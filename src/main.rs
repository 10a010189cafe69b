use ambush_proxy::{
    known_sites, Discovery, FetcherConfig, FileSource, HttpSource, ListingParser, ListingSource,
    ValidatedProxySet, Validator, ValidatorConfig, DEFAULT_LISTING_URL,
};
use anyhow::Result;
use clap::{Parser, Subcommand};
use std::path::PathBuf;
use std::time::Duration;
use tokio_util::sync::CancellationToken;
use tracing::{info, warn};
use tracing_subscriber::filter::{EnvFilter, LevelFilter};

/// Finds free proxies that accept connections
#[derive(Parser)]
#[command(name = "ambush-proxy")]
#[command(about = "Discovers free proxies from public listings and keeps the live ones")]
struct Cli {
    #[command(subcommand)]
    command: Commands,

    /// Enable debug logging
    #[arg(short, long, global = true)]
    verbose: bool,
}

#[derive(Subcommand)]
enum Commands {
    /// Parse a saved listing page and print its candidates
    Parse {
        /// Listing page saved to disk
        input: PathBuf,
        /// Id of the table holding the proxy rows
        #[arg(long, default_value = "list")]
        table_id: String,
    },
    /// Fetch listings, probe every candidate and print the live proxies
    Check {
        /// Listing URL to fetch
        #[arg(
            short,
            long,
            env = "AMBUSH_LISTING_URL",
            default_value = DEFAULT_LISTING_URL,
            conflicts_with_all = ["input", "all_sites"]
        )]
        url: String,
        /// Read the listing from a saved page instead of fetching it
        #[arg(short, long, conflicts_with = "all_sites")]
        input: Option<PathBuf>,
        /// Fetch every known listing site
        #[arg(long)]
        all_sites: bool,
        /// Keep only proxies from these country codes (repeatable)
        #[arg(short, long)]
        country: Vec<String>,
        /// Number of concurrent probes
        #[arg(short = 'n', long, default_value = "64")]
        concurrency: usize,
        /// Connect timeout in seconds
        #[arg(long, default_value = "5")]
        timeout: u64,
        /// Id of the table holding the proxy rows
        #[arg(long, default_value = "list")]
        table_id: String,
        /// Write live proxies to this file, one IP:PORT per line
        #[arg(short, long)]
        output: Option<PathBuf>,
        /// Print the result as JSON
        #[arg(long)]
        json: bool,
    },
}

#[tokio::main]
async fn main() -> Result<()> {
    let cli = Cli::parse();
    init_tracing(cli.verbose);

    match cli.command {
        Commands::Parse { input, table_id } => {
            let parser = ListingParser::for_table(&table_id)?;
            let raw = FileSource::new(&input).fetch().await?;
            let candidates = parser.parse(&raw)?;

            println!("Parsed {} candidates from {:?}", candidates.len(), input);
            for candidate in &candidates {
                println!("{}", candidate);
            }
        }
        Commands::Check {
            url,
            input,
            all_sites,
            country,
            concurrency,
            timeout,
            table_id,
            output,
            json,
        } => {
            let validator = Validator::with_config(
                ValidatorConfig::new()
                    .with_concurrency(concurrency)
                    .with_timeout(Duration::from_secs(timeout)),
            );
            let discovery = Discovery::new(ListingParser::for_table(&table_id)?, validator)
                .with_countries(country);

            let sources: Vec<Box<dyn ListingSource>> = match input {
                Some(path) => vec![Box::new(FileSource::new(path)) as Box<dyn ListingSource>],
                None if all_sites => known_sites()
                    .iter()
                    .map(|site| {
                        HttpSource::for_site(site, FetcherConfig::default())
                            .map(|source| Box::new(source) as Box<dyn ListingSource>)
                    })
                    .collect::<Result<_>>()?,
                None => vec![Box::new(HttpSource::new(&url)?) as Box<dyn ListingSource>],
            };

            let candidates = discovery.gather(&sources).await?;
            info!(
                candidates = candidates.len(),
                concurrency,
                timeout_secs = timeout,
                "Checking proxy candidates"
            );

            let cancel = CancellationToken::new();
            tokio::spawn({
                let cancel = cancel.clone();
                async move {
                    if tokio::signal::ctrl_c().await.is_ok() {
                        warn!("Interrupted, stopping validation");
                        cancel.cancel();
                    }
                }
            });

            let live = discovery
                .validator()
                .validate_until(candidates, cancel)
                .await;

            if let Some(path) = output {
                live.save_to_file(&path)?;
                info!(count = live.len(), path = ?path, "Saved live proxies");
            }

            if json {
                println!("{}", serde_json::to_string_pretty(&live)?);
            } else {
                print_live(&live);
            }
        }
    }

    Ok(())
}

fn init_tracing(verbose: bool) {
    let level = if verbose {
        LevelFilter::DEBUG
    } else {
        LevelFilter::INFO
    };

    tracing_subscriber::fmt()
        .with_env_filter(EnvFilter::from_default_env().add_directive(level.into()))
        .with_writer(std::io::stderr)
        .init();
}

fn print_live(live: &ValidatedProxySet) {
    println!(
        "Results: {} live out of {} probed",
        live.len(),
        live.probed()
    );

    for entry in live.ranked() {
        let candidate = &entry.candidate;
        println!(
            "{}\t{}\t{}\t{}ms",
            candidate.to_simple_string(),
            candidate.country_code.trim(),
            candidate.country_name.trim(),
            entry.connect_ms
        );
    }
}

#[cfg(test)]
mod tests {
    use super::*;
    use clap::error::ErrorKind;

    #[test]
    fn test_url_conflicts_with_input() {
        let err = Cli::try_parse_from([
            "ambush-proxy",
            "check",
            "--url",
            "https://www.sslproxies.org",
            "--input",
            "saved.html",
        ])
        .err()
        .unwrap();
        assert_eq!(err.kind(), ErrorKind::ArgumentConflict);

        let err = Cli::try_parse_from([
            "ambush-proxy",
            "check",
            "--url",
            "https://www.sslproxies.org",
            "--all-sites",
        ])
        .err()
        .unwrap();
        assert_eq!(err.kind(), ErrorKind::ArgumentConflict);
    }

    #[test]
    fn test_input_alone_accepted() {
        let cli = Cli::try_parse_from(["ambush-proxy", "check", "--input", "saved.html"]).unwrap();
        match cli.command {
            Commands::Check { input, .. } => assert_eq!(input, Some(PathBuf::from("saved.html"))),
            Commands::Parse { .. } => panic!("expected check"),
        }
    }
}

--------------------------------

If a line in the listing contains "short", it counts. Say how many lines count, with no other words.

### [TASK RESPONSE]
6